> About this task: Output the records exactly, with no line skipped.

> Given entries:
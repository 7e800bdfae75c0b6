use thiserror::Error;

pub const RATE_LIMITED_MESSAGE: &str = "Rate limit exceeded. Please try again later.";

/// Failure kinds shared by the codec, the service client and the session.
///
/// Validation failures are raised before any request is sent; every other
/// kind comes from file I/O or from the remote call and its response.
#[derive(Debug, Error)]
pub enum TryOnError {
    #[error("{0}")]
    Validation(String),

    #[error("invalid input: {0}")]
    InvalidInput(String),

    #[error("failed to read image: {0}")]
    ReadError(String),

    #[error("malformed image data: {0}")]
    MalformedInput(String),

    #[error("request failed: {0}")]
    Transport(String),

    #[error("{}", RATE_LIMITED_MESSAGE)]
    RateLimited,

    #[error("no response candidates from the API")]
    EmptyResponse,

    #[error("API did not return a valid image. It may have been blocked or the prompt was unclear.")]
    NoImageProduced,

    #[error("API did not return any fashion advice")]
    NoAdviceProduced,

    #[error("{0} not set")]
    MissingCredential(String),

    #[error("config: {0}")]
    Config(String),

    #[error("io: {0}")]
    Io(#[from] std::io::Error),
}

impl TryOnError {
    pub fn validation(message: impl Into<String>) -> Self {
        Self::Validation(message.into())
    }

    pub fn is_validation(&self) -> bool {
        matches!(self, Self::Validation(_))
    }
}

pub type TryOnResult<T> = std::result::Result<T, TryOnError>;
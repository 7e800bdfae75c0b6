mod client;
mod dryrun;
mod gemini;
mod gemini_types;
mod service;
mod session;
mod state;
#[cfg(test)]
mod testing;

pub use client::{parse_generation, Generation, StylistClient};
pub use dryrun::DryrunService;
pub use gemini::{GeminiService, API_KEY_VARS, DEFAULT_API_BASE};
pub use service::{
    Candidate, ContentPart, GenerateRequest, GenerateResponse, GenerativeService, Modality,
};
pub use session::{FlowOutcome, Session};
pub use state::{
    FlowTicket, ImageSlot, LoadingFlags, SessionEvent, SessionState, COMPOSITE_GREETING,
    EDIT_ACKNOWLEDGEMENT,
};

> Solved problem:
repository 7e800bdfae75c0b6
use thiserror::Error;

pub const RATE_LIMITED_MESSAGE: &str = "Rate limit exceeded. Please try again later.";

/// Failure kinds shared by the codec, the service client and the session.
///
/// Validation failures are raised before any request is sent; every other
/// kind comes from file I/O or from the remote call and its response.
#[derive(Debug, Error)]
pub enum TryOnError {
    #[error("{0}")]
    Validation(String),

    #[error("invalid input: {0}")]
    InvalidInput(String),

    #[error("failed to read image: {0}")]
    ReadError(String),

    #[error("malformed image data: {0}")]
    MalformedInput(String),

    #[error("request failed: {0}")]
    Transport(String),

    #[error("{}", RATE_LIMITED_MESSAGE)]
    RateLimited,

    #[error("no response candidates from the API")]
    EmptyResponse,

    #[error("API did not return a valid image. It may have been blocked or the prompt was unclear.")]
    NoImageProduced,

    #[error("API did not return any fashion advice")]
    NoAdviceProduced,

    #[error("{0} not set")]
    MissingCredential(String),

    #[error("config: {0}")]
    Config(String),

    #[error("io: {0}")]
    Io(#[from] std::io::Error),
}

impl TryOnError {
    pub fn validation(message: impl Into<String>) -> Self {
        Self::Validation(message.into())
    }

    pub fn is_validation(&self) -> bool {
        matches!(self, Self::Validation(_))
    }
}

pub type TryOnResult<T> = std::result::Result<T, TryOnError>;
repository 7e800bdfae75c0b6
mod client;
mod dryrun;
mod gemini;
mod gemini_types;
mod service;
mod session;
mod state;
#[cfg(test)]
mod testing;

pub use client::{parse_generation, Generation, StylistClient};
pub use dryrun::DryrunService;
pub use gemini::{GeminiService, API_KEY_VARS, DEFAULT_API_BASE};
pub use service::{
    Candidate, ContentPart, GenerateRequest, GenerateResponse, GenerativeService, Modality,
};
pub use session::{FlowOutcome, Session};
pub use state::{
    FlowTicket, ImageSlot, LoadingFlags, SessionEvent, SessionState, COMPOSITE_GREETING,
    EDIT_ACKNOWLEDGEMENT,
};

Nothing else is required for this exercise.